A: Southerners like to be told nice personal things […] You don’t have to be a hypocrite, though. The South is more personal than the North.[i]
Such was the insight offered by Jean Bruce, the pseudonym of Ruth Ramsdell Campbell, in 1960 in her advice column in The Tennessean. Although her name may not meet much recognition today, she answered local letters for twenty-three years, offering opinions and advice to the thousands seeking help.

Ruth Ramsdell Campbell, pictured in the Huntsville Times, Sunday, April 24, 1932.
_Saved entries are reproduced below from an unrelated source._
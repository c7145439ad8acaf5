use scanshelf_application::Clock;

/// Unix seconds with millisecond precision, e.g. `1718000000.123`.
#[derive(Debug, Default)]
pub struct SystemClock;

impl Clock for SystemClock {
    fn now_timestamp_string(&self) -> String {
        let elapsed = std::time::SystemTime::now()
            .duration_since(std::time::UNIX_EPOCH)
            .unwrap_or_default();
        format!("{}.{:03}", elapsed.as_secs(), elapsed.subsec_millis())
    }
}
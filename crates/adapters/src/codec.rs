use std::fs::{self, File};
use std::io::{self, BufReader, Cursor};
use std::path::{Path, PathBuf};

use image::codecs::jpeg::JpegEncoder;
use image::imageops::{self, FilterType};
use image::{ImageReader, Rgb, RgbImage, RgbaImage};
use jpeg_decoder::{Decoder as JpegDecoder, PixelFormat};
use scanshelf_application::ApplicationError;
use scanshelf_domain::{detect_image_kind, ImageKind, Raster};
use tracing::debug;

use crate::paths::ensure_parent;

/// Decodes any supported image into RGBA.
pub fn decode_rgba(path: &Path) -> Result<RgbaImage, ApplicationError> {
    let reader = ImageReader::open(path).map_err(|error| open_error(path, error))?;
    let image = reader
        .with_guessed_format()
        .map_err(|error| ApplicationError::Decode(format!("{}: {error}", path.display())))?
        .decode()
        .map_err(|error| ApplicationError::Decode(format!("{}: {error}", path.display())))?;
    Ok(image.to_rgba8())
}

/// Decodes a `width`x`height` image at `1 / sample` of its size. JPEGs are
/// scaled inside the decoder (down to 1/8), so the full-size buffer is never
/// allocated for them.
pub fn decode_rgba_scaled(
    path: &Path,
    width: u32,
    height: u32,
    sample: u32,
) -> Result<RgbaImage, ApplicationError> {
    if sample <= 1 {
        return decode_rgba(path);
    }
    let target = ((width / sample).max(1), (height / sample).max(1));
    let reduced = match detect_image_kind(path) {
        ImageKind::Jpeg => decode_jpeg_reduced(path, target)?,
        _ => None,
    };
    let image = match reduced {
        Some(image) => image,
        None => decode_rgba(path)?,
    };
    if image.dimensions() == target {
        return Ok(image);
    }
    Ok(imageops::resize(&image, target.0, target.1, FilterType::Triangle))
}

/// The smallest DCT scale whose output still covers `requested`. `None`
/// when the pixel format has no direct RGBA mapping.
fn decode_jpeg_reduced(
    path: &Path,
    requested: (u32, u32),
) -> Result<Option<RgbaImage>, ApplicationError> {
    let file = File::open(path).map_err(|error| open_error(path, error))?;
    let mut decoder = JpegDecoder::new(BufReader::new(file));
    let clamp = |value: u32| u16::try_from(value).unwrap_or(u16::MAX);
    let decode_error =
        |error: jpeg_decoder::Error| ApplicationError::Decode(format!("{}: {error}", path.display()));

    let (width, height) = decoder
        .scale(clamp(requested.0), clamp(requested.1))
        .map_err(decode_error)?;
    let pixels = decoder.decode().map_err(decode_error)?;
    let Some(info) = decoder.info() else {
        return Ok(None);
    };
    let rgba: Vec<u8> = match info.pixel_format {
        PixelFormat::RGB24 => pixels
            .chunks_exact(3)
            .flat_map(|rgb| [rgb[0], rgb[1], rgb[2], 255])
            .collect(),
        PixelFormat::L8 => pixels.iter().flat_map(|&luma| [luma, luma, luma, 255]).collect(),
        other => {
            debug!(path = %path.display(), format = ?other, "no scaled decode for pixel format");
            return Ok(None);
        }
    };
    Ok(RgbaImage::from_raw(u32::from(width), u32::from(height), rgba))
}

pub fn open_error(path: &Path, error: io::Error) -> ApplicationError {
    if error.kind() == io::ErrorKind::NotFound {
        ApplicationError::MissingAsset(path.display().to_string())
    } else {
        ApplicationError::Storage(format!("open {}: {error}", path.display()))
    }
}

/// Encodes to baseline JPEG, dropping alpha. `quality` is clamped to 1..=100.
pub fn encode_jpeg(image: &RgbaImage, quality: u8) -> Result<Vec<u8>, ApplicationError> {
    let rgb = RgbImage::from_fn(image.width(), image.height(), |x, y| {
        let [r, g, b, _] = image.get_pixel(x, y).0;
        Rgb([r, g, b])
    });
    let mut buf = Cursor::new(Vec::new());
    let encoder = JpegEncoder::new_with_quality(&mut buf, quality.clamp(1, 100));
    rgb.write_with_encoder(encoder)
        .map_err(|error| ApplicationError::Storage(format!("jpeg encode: {error}")))?;
    Ok(buf.into_inner())
}

/// Writes through a sibling temp file and renames it over `path`, so readers
/// never see a partially written file.
pub fn write_atomically(path: &Path, bytes: &[u8]) -> Result<(), ApplicationError> {
    let temp = temp_sibling(path, "tmp");
    write_then_rename(&temp, path, bytes)
}

pub fn temp_sibling(path: &Path, tag: &str) -> PathBuf {
    let mut name = path
        .file_name()
        .map(|name| name.to_os_string())
        .unwrap_or_default();
    name.push(format!(".{tag}"));
    path.with_file_name(name)
}

fn write_then_rename(temp: &Path, path: &Path, bytes: &[u8]) -> Result<(), ApplicationError> {
    ensure_parent(path)?;
    fs::write(temp, bytes)
        .map_err(|error| ApplicationError::Storage(format!("write {}: {error}", temp.display())))?;
    fs::rename(temp, path).map_err(|error| {
        let _ = fs::remove_file(temp);
        ApplicationError::Storage(format!("rename to {}: {error}", path.display()))
    })
}

pub fn to_raster(image: RgbaImage) -> Result<Raster, ApplicationError> {
    let (width, height) = image.dimensions();
    Ok(Raster::new(width, height, image.into_raw())?)
}

pub fn from_raster(raster: &Raster) -> Result<RgbaImage, ApplicationError> {
    RgbaImage::from_raw(raster.width, raster.height, raster.rgba.clone()).ok_or_else(|| {
        ApplicationError::InvalidInput(format!(
            "raster buffer does not match {}x{}",
            raster.width, raster.height
        ))
    })
}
Ruth Ramsdell was born on February 11, 1883, in Manistee, Michigan, the youngest of fourteen children. At the age of sixteen, she left the United States for Europe, where she attended schools in France, Britain, Germany, and Italy. She returned at the age of nineteen, and, two years later, she married Jones Francis Campbell, a bass baritone singer. Soon after World War I, Ramsdell Campbell became a widow and thus began a literary career to support herself and her child. Between the 1920s and 1930s, she had already published fourteen children’s books. Then, in 1936, she started her professional career as a columnist for the Georgian American in Atlanta. In 1939, when the journal failed and shut down, she worked for two years for the Knoxville Journal, and, in 1941, she started a six-year collaboration with the Chicago Sun. Eventually, in 1947, she again moved south to Nashville, Tennessee, and started working as a columnist for the Nashville Tennessean. She would remain there until her death in 1975. For her column, she chose the name of her husband’s Scottish aunt, Jean Bruce, because of her wisdom and witty sense of humor.[ii] Her column in The Tennessean was entitled “What’s Yours?” and appeared for twenty-eight years in The Magazine, the Sunday insert to the newspaper. By the end of 1954, her column was popular enough to also be published in the regular Tennessean edition on Monday, Wednesday, and Friday. On April 19, 1975, the front page of the Saturday issue of the Nashville Tennessean announced the death of Ruth Ramsdell Campbell, aged 92.
Her style remained unchanged between 1954 and 1961. Her writing was plain and simple, and with a tone similar to the contemporaneous Ann Landers.[iii] Most of the time she maintained

The Tennessean office building at 1100 Broadway, Nashville, Tennessee, November 26, 1941.
what cannot be better defined than her severe-but-also-caring aunt persona.
In some way, Mrs. Bruce accompanied Tennesseans through a period of great changes and revolutions. Starting with her activity in the post-War era and ending after the most intense years of the Civil Rights struggle, her column attested to the fall of Jim Crow, the rise of the new South, the onset of the Cold War, the sexual revolution, the counterculture of the 1960s, as well as the development of new roles and accepted norms for women and youth both in and outside the South.
Prepared by Giuliano Valenzani
February 18, 2022
Dr. Valenzani’s article “ ‘Dear Mrs. Bruce’: Nashville Society Seen through Letters to the Newspaper Advice Column, 1954-1961,” appears in the Winter 2020 issue of the Tennessee Historical Quarterly, which can be ordered here.
[i] Nashville Tennessean, October 28, 1960.
[ii] All the information on Ruth Campbell’s life are contained in the article “Mrs. Campbell, Ex-Lovelorn Columnist, Dies”, Nashville Tennessean, April 19, 1975 p.1.
[iii] David I. Grossvogel, Dear Ann Landers: Our Intimate and Changing Dialogue with America’s Best-Loved Confidante (Chicago: Contemporary Books, 1987), 8.